David (Yates) was talking a little out of turn, there; a very, very brilliant director but no the film as described by him, of course we’re not going to do that—a film that contradicts the television series, it would be a heathen thing to do … I would be ‘beheaded’ to do such a thing!
It would be wonderful to do a Doctor Who film, but when and if we did—and hopefully we will be doing it—it will be very much an offshoot of the television series and we’ll be part of it, and it will star the television Doctor, of course—anything else would be heresy!
Neil Gaiman on his favorite moments from the past season of Doctor Who.
The other big special of the holiday season is the two hour Downton Abbey Christmas Special. Warning, there are MAJOR SPOILERS for those who have not seen the second season, which so far has aired in the U.K. but not the U.S. The preview gives the impression that the special deals with two major plot lines of the second season which were left unresolved at the end of the season.
Dexter and Homeland (my favorite new show of the season) conclude their seasons tonight.

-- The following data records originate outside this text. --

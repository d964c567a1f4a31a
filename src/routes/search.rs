use crate::error::MirrorError;
use crate::model::adf;
use crate::store::issue;
use crate::sync::SyncService;

use actix_web::{web, HttpResponse};
use serde::Deserialize;
use serde_json::json;

const RESULT_LIMIT: i64 = 10;
const PREVIEW_CHARS: usize = 200;

#[derive(Deserialize, Default)]
#[serde(default)]
pub(crate) struct SearchQuery {
    query: String
}

pub(crate) async fn search_issues(query: web::Query<SearchQuery>, service: web::Data<SyncService>) -> Result<HttpResponse, MirrorError> {
    let search = query.into_inner().query;

    if search.is_empty() {
        return Ok(HttpResponse::Ok().json(json!({ "issues": [] })));
    }

    let matches = issue::search(&service.db_pool, search.as_str(), RESULT_LIMIT).await?;

    let issues = matches.iter()
        .map(|issue| json!({
            "key": issue.key,
            "summary": issue.summary,
            "status": issue.status,
            "resolution": issue.resolution,
            "preview": adf::preview(issue.description.as_str(), PREVIEW_CHARS)
        }))
        .collect::<Vec<_>>();

    Ok(HttpResponse::Ok().json(json!({ "issues": issues })))
}
#[cfg(test)]
mod tests {
    use super::*;

    #[test]
    fn empty_filter_is_wildcard() {
        let filter = IssueFilter::default();
        let (clause, binds) = filter.where_clause();

        assert_eq!(clause, "state = 'present'");
        assert!(binds.is_empty());
    }

    #[test]
    fn predicates_bind_in_clause_order() {
        let filter = IssueFilter {
            project: "MC".to_owned(),
            resolution: "Fixed".to_owned(),
            label: "crash".to_owned(),
            ..Default::default()
        };

        let (clause, binds) = filter.where_clause();

        assert_eq!(clause, "state = 'present' and project = $1 and resolution = $2 and $3 = any(labels)");
        assert_eq!(binds, vec!["MC", "Fixed", "crash"]);
    }

    #[test]
    fn updated_sort_excludes_null_dates() {
        let filter = IssueFilter {
            sort: "updated".to_owned(),
            ..Default::default()
        };

        let (clause, _) = filter.where_clause();

        assert!(clause.ends_with("updated_date is not null"));
        assert_eq!(filter.order_clause(), "updated_date desc");
    }

    #[test]
    fn unknown_sort_falls_back_to_created() {
        let filter = IssueFilter {
            sort: "bogus".to_owned(),
            ..Default::default()
        };

        assert_eq!(filter.order_clause(), "created_date desc");
        assert!(filter.sort_guard().is_none());
    }

    #[test]
    fn count_view_covers_only_the_four_facets() {
        let fast = IssueFilter {
            project: "MC".to_owned(),
            status: "Open".to_owned(),
            confirmation: "Confirmed".to_owned(),
            resolution: "Unresolved".to_owned(),
            ..Default::default()
        };
        assert!(fast.counts_from_view());

        let slow = IssueFilter {
            project: "MC".to_owned(),
            label: "crash".to_owned(),
            ..Default::default()
        };
        assert!(!slow.counts_from_view());

        let sorted = IssueFilter {
            sort: "updated".to_owned(),
            ..Default::default()
        };
        assert!(!sorted.counts_from_view());
    }
}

Going into the final two seasons, I wonder if Dexter will have any major developments tonight beyond killing the big-bad of the season. I’m curious as to how Homeland will conclude and still leave things open for a second season. Claire Danes does say in the interview above that there will be a second season. Presumably if Carrie saves the Vice President and perhaps exposes a mole in the CIA her career will not look as finished as it did last week (assuming she stays on her meds).

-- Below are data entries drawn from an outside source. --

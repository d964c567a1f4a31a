use actix_web::web::{self, ServiceConfig};

pub(crate) mod issue;
pub(crate) mod issues;
pub(crate) mod search;
pub(crate) mod sync_status;
pub(crate) mod user;

pub(crate) fn init(config: &mut ServiceConfig) {
    config.route("/api/issues", web::get().to(issues::filter_issues));
    config.route("/api/search", web::get().to(search::search_issues));
    config.route("/api/issue/{key}", web::get().to(issue::get_issue));
    config.route("/api/issue/{key}/refresh", web::post().to(issue::refresh_issue));
    config.route("/api/user/{name}", web::get().to(user::user_view));
    config.route("/api/sync", web::get().to(sync_status::sync_status));
    config.route("/metrics", web::get().to(sync_status::metrics_exposition));
}
use std::fmt::{Debug, Display, Formatter, Result as FmtResult};

use actix_web::error::ResponseError;
use actix_web::http::StatusCode;
use actix_web::HttpResponse;
use anyhow::Error as AnyhowError;
use log::error;
use serde_json::json;
use thiserror::Error;

#[derive(Error, Debug)]
pub(crate) enum MirrorErrors {
    #[error("{1}")]
    HttpError(u16, String)
}

/// Bridges anyhow errors out of the handlers into JSON error responses.
pub(crate) struct MirrorError {
    error: AnyhowError
}

impl Display for MirrorError {
    fn fmt(&self, f: &mut Formatter<'_>) -> FmtResult {
        write!(f, "{}", self.error)
    }
}

impl Debug for MirrorError {
    fn fmt(&self, f: &mut Formatter<'_>) -> FmtResult {
        write!(f, "{}", self.error)
    }
}

impl From<AnyhowError> for MirrorError {
    fn from(error: AnyhowError) -> Self {
        MirrorError { error }
    }
}

impl From<MirrorErrors> for MirrorError {
    fn from(error: MirrorErrors) -> Self {
        MirrorError { error: AnyhowError::new(error) }
    }
}

impl ResponseError for MirrorError {
    fn status_code(&self) -> StatusCode {
        if let Some(e) = self.error.downcast_ref::<MirrorErrors>() {
            match e {
                MirrorErrors::HttpError(status_code, _) => StatusCode::from_u16(*status_code)
            }.unwrap_or(StatusCode::IM_A_TEAPOT) // A programmer passed an invalid status code
        } else {
            StatusCode::INTERNAL_SERVER_ERROR
        }
    }

    fn error_response(&self) -> HttpResponse {
        let message = if let Some(e) = self.error.downcast_ref::<MirrorErrors>() {
            match e {
                MirrorErrors::HttpError(_, message) => message.as_str()
            }
        } else {
            "Internal server error occurred"
        };

        let status_code = self.status_code();

        if status_code.is_server_error() {
            error!("Error occurred while handling route: {}", self.error.root_cause());
        }

        HttpResponse::build(status_code).json(json!({
            "error": message
        }))
    }
}

/// Fails a route with a specific http status code.
#[macro_export]
macro_rules! die {
    ($status:ident, $message:literal) => {
        return Err($crate::error::MirrorErrors::HttpError(actix_web::http::StatusCode::$status.as_u16(), $message.to_owned()).into())
    };
}
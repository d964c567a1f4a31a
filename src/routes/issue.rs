use crate::die;
use crate::error::MirrorError;
use crate::model::issue::parse_key;
use crate::store::queue;
use crate::sync::service::ReadOutcome;
use crate::sync::SyncService;

use actix_web::{web, HttpResponse};
use serde_json::json;
use tracing::instrument;

#[instrument(skip_all, fields(key = path.as_str()))]
pub(crate) async fn get_issue(path: web::Path<String>, service: web::Data<SyncService>) -> Result<HttpResponse, MirrorError> {
    let key = path.into_inner();

    if parse_key(key.as_str()).is_none() {
        die!(NOT_FOUND, "No such issue");
    }

    match service.get_issue(key.as_str()).await {
        Ok(ReadOutcome::Found(issue)) => {
            // Partial records are display-only; the client shows them as
            // still syncing together with the last sync timestamp
            let sync_pending = issue.partial;
            let last_synced = issue.synced_date;

            Ok(HttpResponse::Ok().json(json!({
                "issue": issue,
                "sync_pending": sync_pending,
                "last_synced": last_synced
            })))
        }
        Ok(ReadOutcome::Removed) => Ok(HttpResponse::Gone().json(json!({
            "key": key,
            "error": "Issue was removed upstream"
        }))),
        Ok(ReadOutcome::NotFound) => die!(NOT_FOUND, "No such issue"),
        Err(_) => die!(BAD_GATEWAY, "Upstream trackers are unavailable")
    }
}

pub(crate) async fn refresh_issue(path: web::Path<String>, service: web::Data<SyncService>) -> Result<HttpResponse, MirrorError> {
    let key = path.into_inner();

    if parse_key(key.as_str()).is_none() {
        die!(NOT_FOUND, "No such issue");
    }

    let queued = queue::enqueue(&service.db_pool, &[key.clone()], queue::PROTECTED_PRIORITY, "user-refresh").await?;

    Ok(HttpResponse::Accepted().json(json!({
        "key": key,
        "queued": !queued.is_empty()
    })))
}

Colin Hanks was interviewed about his role as Travis Marshall on Dexter. Here are some portions of the interview:
What was your reaction to the story line when they explained it to you?
Well, when they told it to me, it was incredibly vague. They just said, “You’ll be one of the two bad guys; you’ll work together as a team.” And then they said — well, I can’t really say because we haven’t aired yet — but they told me a version of what is going to happen at the end, which was sort of like the caveat. Which ended up not happening, by the way.
The end changed from when you got the role?
Yeah, as with all things TV, it’s always fluid, it’s always morphing, it’s always changing, it’s always growing. And I think there was a lot of that throughout the course of the season. They didn’t tell me about the twist in — I think it was the “Get Gellar” episode — until right before they sent that episode out.
Oh, so you didn’t know from the start that Professor Geller was really dead?
I didn’t know. I didn’t know about the big reveal.
Then I guess you didn’t tweak how you were acting against him —
No. No, no, no. They didn’t tell me, so I just played him as if he were a real person. Which is great.
Do you think you might’ve played it differently had you known?
I’m sure I would have in some way, so it was a luxury to just not worry about that. There’s always this sort of thing like, Oh, I wish I know what’s gonna happen so I can do my actor stuff and prepare and properly tell the story. But on the first day of shooting that we did, I remembered Eddie [James Olmos] having a conversation with [director] John Dahl. And Eddie knew about the reveal; John did not. And John said, “Look, it’s the great thing about life, you never know what’s gonna happen, so that makes for more realistic storytelling.”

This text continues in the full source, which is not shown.